*** Input

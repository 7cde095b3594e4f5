use std::net::SocketAddr;

use axum::{
    body::Body,
    extract::{ConnectInfo, State},
    http::{header, HeaderMap, HeaderValue, Request},
    middleware::Next,
    response::{IntoResponse, Response},
};

use super::AppState;
use crate::error::AppError;
use crate::metrics::RateLimitMetrics;
use crate::ratelimit::RateLimitResult;

/// Rejects browser requests from origins outside the configured allow-list.
///
/// Requests without an `Origin` header (curl, server-to-server) pass, as do
/// all requests when the allow-list is empty.
pub async fn origin_guard(
    State(state): State<AppState>,
    req: Request<Body>,
    next: Next,
) -> Response {
    let allowed = &state.settings.server.cors_origins;
    if allowed.is_empty() || allowed.iter().any(|o| o == "*") {
        return next.run(req).await;
    }

    let Some(origin) = req.headers().get(header::ORIGIN) else {
        return next.run(req).await;
    };

    let origin = origin.to_str().unwrap_or_default();
    if allowed.iter().any(|o| o == origin) {
        next.run(req).await
    } else {
        AppError::OriginNotAllowed(origin.to_string()).into_response()
    }
}

/// Rate limit key for a request: peer IP, or the last forwarded hop when
/// running behind one trusted proxy.
pub fn client_key(req: &Request<Body>, trust_proxy: bool) -> String {
    if trust_proxy {
        let forwarded = req
            .headers()
            .get("x-forwarded-for")
            .and_then(|v| v.to_str().ok())
            .and_then(|v| v.rsplit(',').map(str::trim).find(|s| !s.is_empty()));
        if let Some(ip) = forwarded {
            return ip.to_string();
        }
    }

    req.extensions()
        .get::<ConnectInfo<SocketAddr>>()
        .map(|ConnectInfo(addr)| addr.ip().to_string())
        .unwrap_or_else(|| "unknown".to_string())
}

/// Rate limiting middleware for the public API.
///
/// Returns 429 Too Many Requests with Retry-After header when rate limited.
pub async fn rate_limit_middleware(
    State(state): State<AppState>,
    req: Request<Body>,
    next: Next,
) -> Response {
    // Skip if rate limiting is disabled
    if !state.rate_limiter.is_enabled() {
        return next.run(req).await;
    }

    let key = client_key(&req, state.rate_limiter.config().trust_proxy);

    match state.rate_limiter.check(&key) {
        RateLimitResult::Allowed {
            remaining,
            limit,
            reset_after,
        } => {
            RateLimitMetrics::record_allowed();
            let mut response = next.run(req).await;
            insert_rate_limit_headers(response.headers_mut(), limit, remaining, reset_after);
            response
        }
        RateLimitResult::Denied {
            retry_after,
            limit,
            reset_after,
        } => {
            RateLimitMetrics::record_denied();
            tracing::warn!(
                client = %key,
                retry_after = retry_after,
                "Rate limit exceeded"
            );

            let mut response = AppError::RateLimited { retry_after }.into_response();
            let headers = response.headers_mut();
            insert_rate_limit_headers(headers, limit, 0, reset_after);
            if let Ok(v) = HeaderValue::from_str(&retry_after.to_string()) {
                headers.insert(header::RETRY_AFTER, v);
            }
            response
        }
    }
}

fn insert_rate_limit_headers(headers: &mut HeaderMap, limit: u32, remaining: u32, reset: u64) {
    if let Ok(v) = HeaderValue::from_str(&limit.to_string()) {
        headers.insert("ratelimit-limit", v);
    }
    if let Ok(v) = HeaderValue::from_str(&remaining.to_string()) {
        headers.insert("ratelimit-remaining", v);
    }
    if let Ok(v) = HeaderValue::from_str(&reset.to_string()) {
        headers.insert("ratelimit-reset", v);
    }
}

******

Instructions for the task - Reproduce the data above in full. Leave nothing out.

Task result -
repository 7cde095b3594e4f5
use std::net::SocketAddr;

use axum::{
    body::Body,
    extract::{ConnectInfo, State},
    http::{header, HeaderMap, HeaderValue, Request},
    middleware::Next,
    response::{IntoResponse, Response},
};

use super::AppState;
use crate::error::AppError;
use crate::metrics::RateLimitMetrics;
use crate::ratelimit::RateLimitResult;

/// Rejects browser requests from origins outside the configured allow-list.
///
/// Requests without an `Origin` header (curl, server-to-server) pass, as do
/// all requests when the allow-list is empty.
pub async fn origin_guard(
    State(state): State<AppState>,
    req: Request<Body>,
    next: Next,
) -> Response {
    let allowed = &state.settings.server.cors_origins;
    if allowed.is_empty() || allowed.iter().any(|o| o == "*") {
        return next.run(req).await;
    }

    let Some(origin) = req.headers().get(header::ORIGIN) else {
        return next.run(req).await;
    };

    let origin = origin.to_str().unwrap_or_default();
    if allowed.iter().any(|o| o == origin) {
        next.run(req).await
    } else {
        AppError::OriginNotAllowed(origin.to_string()).into_response()
    }
}

/// Rate limit key for a request: peer IP, or the last forwarded hop when
/// running behind one trusted proxy.
pub fn client_key(req: &Request<Body>, trust_proxy: bool) -> String {
    if trust_proxy {
        let forwarded = req
            .headers()
            .get("x-forwarded-for")
            .and_then(|v| v.to_str().ok())
            .and_then(|v| v.rsplit(',').map(str::trim).find(|s| !s.is_empty()));
        if let Some(ip) = forwarded {
            return ip.to_string();
        }
    }

    req.extensions()
        .get::<ConnectInfo<SocketAddr>>()
        .map(|ConnectInfo(addr)| addr.ip().to_string())
        .unwrap_or_else(|| "unknown".to_string())
}

/// Rate limiting middleware for the public API.
///
/// Returns 429 Too Many Requests with Retry-After header when rate limited.
pub async fn rate_limit_middleware(
    State(state): State<AppState>,
    req: Request<Body>,
    next: Next,
) -> Response {
    // Skip if rate limiting is disabled
    if !state.rate_limiter.is_enabled() {
        return next.run(req).await;
    }

    let key = client_key(&req, state.rate_limiter.config().trust_proxy);

    match state.rate_limiter.check(&key) {
        RateLimitResult::Allowed {
            remaining,
            limit,
            reset_after,
        } => {
            RateLimitMetrics::record_allowed();
            let mut response = next.run(req).await;
            insert_rate_limit_headers(response.headers_mut(), limit, remaining, reset_after);
            response
        }
        RateLimitResult::Denied {
            retry_after,
            limit,
            reset_after,
        } => {
            RateLimitMetrics::record_denied();
            tracing::warn!(
                client = %key,
                retry_after = retry_after,
                "Rate limit exceeded"
            );

            let mut response = AppError::RateLimited { retry_after }.into_response();
            let headers = response.headers_mut();
            insert_rate_limit_headers(headers, limit, 0, reset_after);
            if let Ok(v) = HeaderValue::from_str(&retry_after.to_string()) {
                headers.insert(header::RETRY_AFTER, v);
            }
            response
        }
    }
}

fn insert_rate_limit_headers(headers: &mut HeaderMap, limit: u32, remaining: u32, reset: u64) {
    if let Ok(v) = HeaderValue::from_str(&limit.to_string()) {
        headers.insert("ratelimit-limit", v);
    }
    if let Ok(v) = HeaderValue::from_str(&remaining.to_string()) {
        headers.insert("ratelimit-remaining", v);
    }
    if let Ok(v) = HeaderValue::from_str(&reset.to_string()) {
        headers.insert("ratelimit-reset", v);
    }
}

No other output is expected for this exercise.